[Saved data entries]
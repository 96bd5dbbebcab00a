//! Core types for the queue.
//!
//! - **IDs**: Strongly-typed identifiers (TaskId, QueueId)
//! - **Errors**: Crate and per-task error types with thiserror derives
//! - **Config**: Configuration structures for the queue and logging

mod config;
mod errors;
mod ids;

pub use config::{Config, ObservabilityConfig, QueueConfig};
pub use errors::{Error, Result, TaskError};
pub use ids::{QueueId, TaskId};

* * *

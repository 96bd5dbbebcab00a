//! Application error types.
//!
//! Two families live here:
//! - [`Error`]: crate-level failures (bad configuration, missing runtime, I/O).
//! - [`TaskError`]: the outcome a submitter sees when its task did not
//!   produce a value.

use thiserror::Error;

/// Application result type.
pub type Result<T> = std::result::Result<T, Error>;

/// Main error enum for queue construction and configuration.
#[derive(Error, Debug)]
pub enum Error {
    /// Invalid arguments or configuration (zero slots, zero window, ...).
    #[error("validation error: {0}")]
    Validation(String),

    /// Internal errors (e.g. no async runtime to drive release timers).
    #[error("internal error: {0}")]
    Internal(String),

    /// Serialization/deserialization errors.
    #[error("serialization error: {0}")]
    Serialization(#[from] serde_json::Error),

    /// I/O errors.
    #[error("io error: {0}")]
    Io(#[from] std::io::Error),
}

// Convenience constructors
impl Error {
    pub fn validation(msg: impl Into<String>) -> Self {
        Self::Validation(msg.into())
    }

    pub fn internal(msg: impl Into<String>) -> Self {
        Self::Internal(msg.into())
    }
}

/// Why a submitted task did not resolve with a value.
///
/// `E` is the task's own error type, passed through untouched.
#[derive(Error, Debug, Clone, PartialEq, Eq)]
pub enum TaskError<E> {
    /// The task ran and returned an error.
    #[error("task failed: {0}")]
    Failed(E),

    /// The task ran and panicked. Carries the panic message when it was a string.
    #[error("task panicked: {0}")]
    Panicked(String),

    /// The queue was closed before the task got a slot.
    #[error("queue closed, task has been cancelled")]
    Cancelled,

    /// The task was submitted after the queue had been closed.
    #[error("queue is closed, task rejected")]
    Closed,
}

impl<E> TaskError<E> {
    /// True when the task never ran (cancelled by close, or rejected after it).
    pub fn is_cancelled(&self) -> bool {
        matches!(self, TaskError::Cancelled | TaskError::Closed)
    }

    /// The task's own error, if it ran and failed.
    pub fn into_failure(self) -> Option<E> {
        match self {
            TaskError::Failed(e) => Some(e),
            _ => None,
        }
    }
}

---

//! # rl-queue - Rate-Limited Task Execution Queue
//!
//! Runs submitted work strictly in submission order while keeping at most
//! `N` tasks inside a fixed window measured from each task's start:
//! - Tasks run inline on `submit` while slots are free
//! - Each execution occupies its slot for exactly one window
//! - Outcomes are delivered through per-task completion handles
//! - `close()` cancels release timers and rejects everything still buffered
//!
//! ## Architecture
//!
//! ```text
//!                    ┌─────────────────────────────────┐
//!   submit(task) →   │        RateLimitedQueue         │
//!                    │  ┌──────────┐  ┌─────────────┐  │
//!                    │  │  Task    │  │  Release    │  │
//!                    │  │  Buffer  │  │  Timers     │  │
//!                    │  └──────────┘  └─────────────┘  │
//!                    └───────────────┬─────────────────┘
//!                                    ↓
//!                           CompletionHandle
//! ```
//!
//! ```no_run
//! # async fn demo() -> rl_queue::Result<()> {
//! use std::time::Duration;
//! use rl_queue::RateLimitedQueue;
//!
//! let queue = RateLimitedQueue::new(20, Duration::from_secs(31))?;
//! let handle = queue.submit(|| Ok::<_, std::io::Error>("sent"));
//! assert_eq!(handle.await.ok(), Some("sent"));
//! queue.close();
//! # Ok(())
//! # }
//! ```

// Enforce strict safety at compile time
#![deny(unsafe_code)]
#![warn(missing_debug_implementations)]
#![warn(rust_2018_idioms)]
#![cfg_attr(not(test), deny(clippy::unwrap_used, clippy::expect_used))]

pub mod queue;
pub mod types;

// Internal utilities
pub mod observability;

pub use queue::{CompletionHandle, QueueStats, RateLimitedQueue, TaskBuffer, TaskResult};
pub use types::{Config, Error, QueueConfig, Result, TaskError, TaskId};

(YOUR ASSIGNMENT): Please transcribe exactly the lines above from the line that has "Two families live" up to and including the line that has "pub type Result<T>"; no other line belongs in the answer.

(EXERCISE ANSWER):
//! Two families live here:
//! - [`Error`]: crate-level failures (bad configuration, missing runtime, I/O).
//! - [`TaskError`]: the outcome a submitter sees when its task did not
//!   produce a value.

use thiserror::Error;

/// Application result type.
pub type Result<T> = std::result::Result<T, Error>;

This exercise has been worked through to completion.